> **TASK PROMPT**:
Report the count of lines containing the word "layout" in these records, with no other text.

++++ STORED DATA

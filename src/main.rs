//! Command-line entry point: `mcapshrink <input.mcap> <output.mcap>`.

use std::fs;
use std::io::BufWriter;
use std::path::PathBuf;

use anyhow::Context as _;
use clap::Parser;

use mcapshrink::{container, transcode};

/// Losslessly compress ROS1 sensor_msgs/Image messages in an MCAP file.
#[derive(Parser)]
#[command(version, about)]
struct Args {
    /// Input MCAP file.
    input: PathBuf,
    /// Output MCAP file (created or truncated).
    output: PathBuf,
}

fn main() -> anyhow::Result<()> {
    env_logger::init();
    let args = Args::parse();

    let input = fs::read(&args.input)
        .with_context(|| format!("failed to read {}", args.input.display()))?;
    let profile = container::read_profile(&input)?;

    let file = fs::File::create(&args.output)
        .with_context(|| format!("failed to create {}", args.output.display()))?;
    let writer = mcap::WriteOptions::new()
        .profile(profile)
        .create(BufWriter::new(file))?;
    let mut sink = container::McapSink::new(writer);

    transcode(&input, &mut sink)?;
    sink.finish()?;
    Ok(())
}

++++++++
++++ STORED DATA

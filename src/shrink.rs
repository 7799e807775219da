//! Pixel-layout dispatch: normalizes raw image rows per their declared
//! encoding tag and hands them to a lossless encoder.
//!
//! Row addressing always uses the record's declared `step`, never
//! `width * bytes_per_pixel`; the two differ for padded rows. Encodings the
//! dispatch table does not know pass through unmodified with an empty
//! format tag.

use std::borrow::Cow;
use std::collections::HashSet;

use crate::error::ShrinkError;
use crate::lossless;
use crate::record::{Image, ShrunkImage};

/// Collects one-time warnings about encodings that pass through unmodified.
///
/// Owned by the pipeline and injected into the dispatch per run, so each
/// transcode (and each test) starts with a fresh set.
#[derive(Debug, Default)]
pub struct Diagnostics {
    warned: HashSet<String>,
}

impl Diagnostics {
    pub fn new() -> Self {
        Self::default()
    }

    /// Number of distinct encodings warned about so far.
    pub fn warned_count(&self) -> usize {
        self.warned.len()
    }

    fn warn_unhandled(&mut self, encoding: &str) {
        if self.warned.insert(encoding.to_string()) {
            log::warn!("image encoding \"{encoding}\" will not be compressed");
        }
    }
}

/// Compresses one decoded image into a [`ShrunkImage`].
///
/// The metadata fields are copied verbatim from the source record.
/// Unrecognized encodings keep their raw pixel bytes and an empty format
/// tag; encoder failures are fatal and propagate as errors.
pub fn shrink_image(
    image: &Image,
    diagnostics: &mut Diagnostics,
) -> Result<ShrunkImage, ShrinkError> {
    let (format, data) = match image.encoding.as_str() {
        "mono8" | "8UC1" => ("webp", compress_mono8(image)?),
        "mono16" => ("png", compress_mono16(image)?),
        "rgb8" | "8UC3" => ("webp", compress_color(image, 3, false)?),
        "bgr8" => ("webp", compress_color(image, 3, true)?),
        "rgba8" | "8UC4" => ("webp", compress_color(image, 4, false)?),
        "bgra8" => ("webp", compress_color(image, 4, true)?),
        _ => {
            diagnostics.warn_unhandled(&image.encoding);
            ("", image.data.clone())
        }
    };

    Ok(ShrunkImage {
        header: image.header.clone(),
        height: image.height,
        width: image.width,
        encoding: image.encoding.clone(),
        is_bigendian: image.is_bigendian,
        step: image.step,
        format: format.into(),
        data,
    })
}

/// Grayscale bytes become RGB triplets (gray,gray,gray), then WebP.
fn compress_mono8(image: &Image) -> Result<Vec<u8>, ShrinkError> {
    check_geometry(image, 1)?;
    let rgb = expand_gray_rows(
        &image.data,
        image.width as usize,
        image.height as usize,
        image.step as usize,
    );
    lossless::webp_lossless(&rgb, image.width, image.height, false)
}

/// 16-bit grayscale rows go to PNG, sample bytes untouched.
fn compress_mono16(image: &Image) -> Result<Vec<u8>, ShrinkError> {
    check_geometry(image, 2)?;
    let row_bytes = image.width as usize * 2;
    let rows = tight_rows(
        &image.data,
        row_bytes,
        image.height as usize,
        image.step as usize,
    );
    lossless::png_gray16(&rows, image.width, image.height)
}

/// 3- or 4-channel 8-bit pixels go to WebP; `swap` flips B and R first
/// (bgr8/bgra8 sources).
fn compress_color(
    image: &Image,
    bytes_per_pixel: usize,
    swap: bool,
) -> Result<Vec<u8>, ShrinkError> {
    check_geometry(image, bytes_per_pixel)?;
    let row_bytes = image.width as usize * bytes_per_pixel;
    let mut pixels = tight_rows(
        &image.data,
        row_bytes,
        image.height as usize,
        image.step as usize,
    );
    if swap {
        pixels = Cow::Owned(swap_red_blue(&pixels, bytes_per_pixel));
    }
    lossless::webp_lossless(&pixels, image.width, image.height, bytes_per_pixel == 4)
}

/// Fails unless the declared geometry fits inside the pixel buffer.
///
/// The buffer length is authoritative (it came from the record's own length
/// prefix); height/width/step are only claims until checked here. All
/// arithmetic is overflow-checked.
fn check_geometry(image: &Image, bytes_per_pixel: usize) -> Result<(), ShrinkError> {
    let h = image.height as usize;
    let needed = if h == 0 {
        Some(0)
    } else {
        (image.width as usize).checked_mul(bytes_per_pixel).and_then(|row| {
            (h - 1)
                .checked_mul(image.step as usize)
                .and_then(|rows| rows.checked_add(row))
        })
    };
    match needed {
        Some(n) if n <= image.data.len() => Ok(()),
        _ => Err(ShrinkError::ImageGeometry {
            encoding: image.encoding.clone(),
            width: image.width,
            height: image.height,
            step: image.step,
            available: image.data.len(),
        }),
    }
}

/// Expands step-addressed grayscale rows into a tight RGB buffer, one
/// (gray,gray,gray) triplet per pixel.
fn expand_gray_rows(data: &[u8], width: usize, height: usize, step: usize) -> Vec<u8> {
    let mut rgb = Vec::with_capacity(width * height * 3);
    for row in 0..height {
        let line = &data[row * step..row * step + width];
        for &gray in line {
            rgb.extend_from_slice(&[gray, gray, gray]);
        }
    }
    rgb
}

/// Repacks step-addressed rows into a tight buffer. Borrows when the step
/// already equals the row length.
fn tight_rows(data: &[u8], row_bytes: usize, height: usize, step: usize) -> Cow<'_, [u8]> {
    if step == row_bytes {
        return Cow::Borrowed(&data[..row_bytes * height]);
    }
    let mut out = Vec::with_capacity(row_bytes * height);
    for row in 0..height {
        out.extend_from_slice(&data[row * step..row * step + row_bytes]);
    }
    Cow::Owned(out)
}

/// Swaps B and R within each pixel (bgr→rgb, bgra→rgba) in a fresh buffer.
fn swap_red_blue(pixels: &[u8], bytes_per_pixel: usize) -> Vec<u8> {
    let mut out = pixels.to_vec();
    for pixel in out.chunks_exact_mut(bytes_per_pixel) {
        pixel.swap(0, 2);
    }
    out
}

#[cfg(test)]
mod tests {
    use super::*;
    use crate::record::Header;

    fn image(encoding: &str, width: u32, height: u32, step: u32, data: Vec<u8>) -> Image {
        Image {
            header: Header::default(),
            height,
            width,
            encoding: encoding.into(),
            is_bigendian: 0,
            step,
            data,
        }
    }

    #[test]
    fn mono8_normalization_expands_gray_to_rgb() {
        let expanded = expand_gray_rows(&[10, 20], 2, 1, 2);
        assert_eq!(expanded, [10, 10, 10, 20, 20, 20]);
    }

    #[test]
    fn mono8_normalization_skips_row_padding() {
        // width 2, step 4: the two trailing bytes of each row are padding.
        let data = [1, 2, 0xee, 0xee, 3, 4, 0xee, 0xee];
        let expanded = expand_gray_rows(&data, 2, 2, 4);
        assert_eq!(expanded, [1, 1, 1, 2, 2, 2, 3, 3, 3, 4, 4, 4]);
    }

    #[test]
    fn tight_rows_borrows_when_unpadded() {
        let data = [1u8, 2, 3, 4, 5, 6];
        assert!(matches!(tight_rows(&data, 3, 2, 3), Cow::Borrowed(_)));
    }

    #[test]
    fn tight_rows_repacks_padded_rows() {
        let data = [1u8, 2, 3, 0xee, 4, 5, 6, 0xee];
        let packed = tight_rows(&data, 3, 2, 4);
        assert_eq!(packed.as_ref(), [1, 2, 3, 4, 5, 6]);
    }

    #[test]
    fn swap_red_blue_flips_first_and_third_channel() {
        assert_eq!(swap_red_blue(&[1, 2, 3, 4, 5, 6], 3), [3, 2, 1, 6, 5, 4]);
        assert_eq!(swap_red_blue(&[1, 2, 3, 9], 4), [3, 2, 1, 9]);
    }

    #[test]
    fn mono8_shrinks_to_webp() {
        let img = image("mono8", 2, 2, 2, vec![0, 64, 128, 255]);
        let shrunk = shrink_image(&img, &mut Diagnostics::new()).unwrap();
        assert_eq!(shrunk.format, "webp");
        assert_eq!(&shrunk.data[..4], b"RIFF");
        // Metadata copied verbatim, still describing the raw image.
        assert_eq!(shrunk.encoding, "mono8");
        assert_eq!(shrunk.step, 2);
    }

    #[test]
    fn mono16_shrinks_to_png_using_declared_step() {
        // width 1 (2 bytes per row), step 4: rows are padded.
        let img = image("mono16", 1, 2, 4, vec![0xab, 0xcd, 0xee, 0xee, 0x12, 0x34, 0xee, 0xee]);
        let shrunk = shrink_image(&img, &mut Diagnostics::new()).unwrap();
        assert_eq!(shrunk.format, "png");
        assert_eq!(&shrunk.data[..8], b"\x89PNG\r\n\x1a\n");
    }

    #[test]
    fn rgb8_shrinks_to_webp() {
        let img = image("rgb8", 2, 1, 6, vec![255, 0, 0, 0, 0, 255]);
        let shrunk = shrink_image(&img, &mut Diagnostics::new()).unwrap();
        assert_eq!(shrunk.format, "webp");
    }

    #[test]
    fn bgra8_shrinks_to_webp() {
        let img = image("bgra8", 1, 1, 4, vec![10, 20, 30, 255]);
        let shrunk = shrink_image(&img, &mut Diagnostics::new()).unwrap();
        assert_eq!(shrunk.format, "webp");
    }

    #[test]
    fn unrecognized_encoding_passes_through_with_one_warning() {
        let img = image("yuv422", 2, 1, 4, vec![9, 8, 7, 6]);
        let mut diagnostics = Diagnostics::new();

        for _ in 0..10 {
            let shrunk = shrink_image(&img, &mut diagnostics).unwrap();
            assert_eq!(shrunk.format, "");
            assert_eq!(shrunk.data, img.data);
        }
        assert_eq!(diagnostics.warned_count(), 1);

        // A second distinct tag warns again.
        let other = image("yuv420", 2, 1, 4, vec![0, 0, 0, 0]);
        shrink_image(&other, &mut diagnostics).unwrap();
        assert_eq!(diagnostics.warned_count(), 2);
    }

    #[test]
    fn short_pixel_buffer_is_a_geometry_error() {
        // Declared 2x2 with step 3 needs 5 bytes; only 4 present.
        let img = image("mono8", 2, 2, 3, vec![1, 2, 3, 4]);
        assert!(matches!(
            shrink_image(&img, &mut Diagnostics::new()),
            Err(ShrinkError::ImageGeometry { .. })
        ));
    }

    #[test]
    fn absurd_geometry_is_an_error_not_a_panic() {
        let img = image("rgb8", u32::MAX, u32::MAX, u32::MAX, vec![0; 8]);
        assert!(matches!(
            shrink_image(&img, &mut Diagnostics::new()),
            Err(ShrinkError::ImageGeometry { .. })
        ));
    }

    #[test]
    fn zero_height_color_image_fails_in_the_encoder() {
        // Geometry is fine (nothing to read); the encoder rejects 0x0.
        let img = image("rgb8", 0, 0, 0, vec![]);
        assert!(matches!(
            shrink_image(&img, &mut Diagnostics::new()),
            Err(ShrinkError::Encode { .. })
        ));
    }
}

++++++++
++++ STORED DATA

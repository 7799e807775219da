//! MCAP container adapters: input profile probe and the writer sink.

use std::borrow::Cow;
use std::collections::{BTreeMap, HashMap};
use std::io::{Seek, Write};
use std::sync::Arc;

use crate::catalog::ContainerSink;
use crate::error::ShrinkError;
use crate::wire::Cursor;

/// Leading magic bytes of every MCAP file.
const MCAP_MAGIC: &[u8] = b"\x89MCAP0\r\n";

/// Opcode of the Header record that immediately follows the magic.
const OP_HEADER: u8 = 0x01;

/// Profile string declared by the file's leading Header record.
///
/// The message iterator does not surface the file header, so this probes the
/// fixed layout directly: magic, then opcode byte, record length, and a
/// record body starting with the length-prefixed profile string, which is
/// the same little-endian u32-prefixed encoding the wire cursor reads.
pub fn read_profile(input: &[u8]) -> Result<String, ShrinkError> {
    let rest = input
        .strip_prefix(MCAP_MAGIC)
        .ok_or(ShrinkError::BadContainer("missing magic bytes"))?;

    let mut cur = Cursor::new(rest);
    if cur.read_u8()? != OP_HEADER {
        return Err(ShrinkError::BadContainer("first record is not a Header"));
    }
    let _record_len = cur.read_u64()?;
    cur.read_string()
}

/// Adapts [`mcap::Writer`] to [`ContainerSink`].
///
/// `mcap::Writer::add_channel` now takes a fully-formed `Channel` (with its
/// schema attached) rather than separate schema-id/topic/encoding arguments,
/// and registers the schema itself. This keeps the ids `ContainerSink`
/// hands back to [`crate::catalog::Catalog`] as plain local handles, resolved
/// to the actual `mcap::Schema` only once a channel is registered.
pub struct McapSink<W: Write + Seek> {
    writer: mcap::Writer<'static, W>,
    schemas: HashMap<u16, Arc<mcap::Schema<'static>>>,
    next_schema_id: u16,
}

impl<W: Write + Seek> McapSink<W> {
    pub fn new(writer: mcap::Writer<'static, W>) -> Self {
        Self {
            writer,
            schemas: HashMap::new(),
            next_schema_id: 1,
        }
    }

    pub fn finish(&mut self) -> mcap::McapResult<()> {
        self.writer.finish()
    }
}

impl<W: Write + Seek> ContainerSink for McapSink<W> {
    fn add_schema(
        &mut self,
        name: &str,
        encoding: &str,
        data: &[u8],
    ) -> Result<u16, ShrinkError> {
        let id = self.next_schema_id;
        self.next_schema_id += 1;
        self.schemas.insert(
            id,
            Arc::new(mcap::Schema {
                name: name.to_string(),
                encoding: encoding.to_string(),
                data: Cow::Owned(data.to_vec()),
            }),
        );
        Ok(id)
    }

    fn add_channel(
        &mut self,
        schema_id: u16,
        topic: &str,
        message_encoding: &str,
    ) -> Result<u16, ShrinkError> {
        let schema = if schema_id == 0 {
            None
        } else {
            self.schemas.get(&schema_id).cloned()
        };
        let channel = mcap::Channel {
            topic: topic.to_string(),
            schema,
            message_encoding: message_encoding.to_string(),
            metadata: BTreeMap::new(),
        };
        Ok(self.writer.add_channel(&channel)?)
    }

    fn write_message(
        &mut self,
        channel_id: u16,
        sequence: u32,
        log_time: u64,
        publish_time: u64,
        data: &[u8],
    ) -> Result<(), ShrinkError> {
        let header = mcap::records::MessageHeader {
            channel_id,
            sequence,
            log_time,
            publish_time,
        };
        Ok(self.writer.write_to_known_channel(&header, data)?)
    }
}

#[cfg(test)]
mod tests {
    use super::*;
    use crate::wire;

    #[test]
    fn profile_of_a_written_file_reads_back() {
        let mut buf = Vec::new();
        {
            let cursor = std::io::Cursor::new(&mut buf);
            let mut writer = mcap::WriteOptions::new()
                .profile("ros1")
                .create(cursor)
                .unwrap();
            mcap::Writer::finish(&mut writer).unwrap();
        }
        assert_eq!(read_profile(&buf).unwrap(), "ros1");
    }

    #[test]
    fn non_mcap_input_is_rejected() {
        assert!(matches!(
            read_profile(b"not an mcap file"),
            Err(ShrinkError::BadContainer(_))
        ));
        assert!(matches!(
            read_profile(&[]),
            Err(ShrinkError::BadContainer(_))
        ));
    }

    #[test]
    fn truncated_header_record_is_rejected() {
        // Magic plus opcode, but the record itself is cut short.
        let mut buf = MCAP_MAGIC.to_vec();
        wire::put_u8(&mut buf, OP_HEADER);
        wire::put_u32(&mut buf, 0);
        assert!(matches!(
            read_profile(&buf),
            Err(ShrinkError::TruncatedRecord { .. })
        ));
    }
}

++++++++

> **SOLUTION FOR THIS PROBLEM**:
2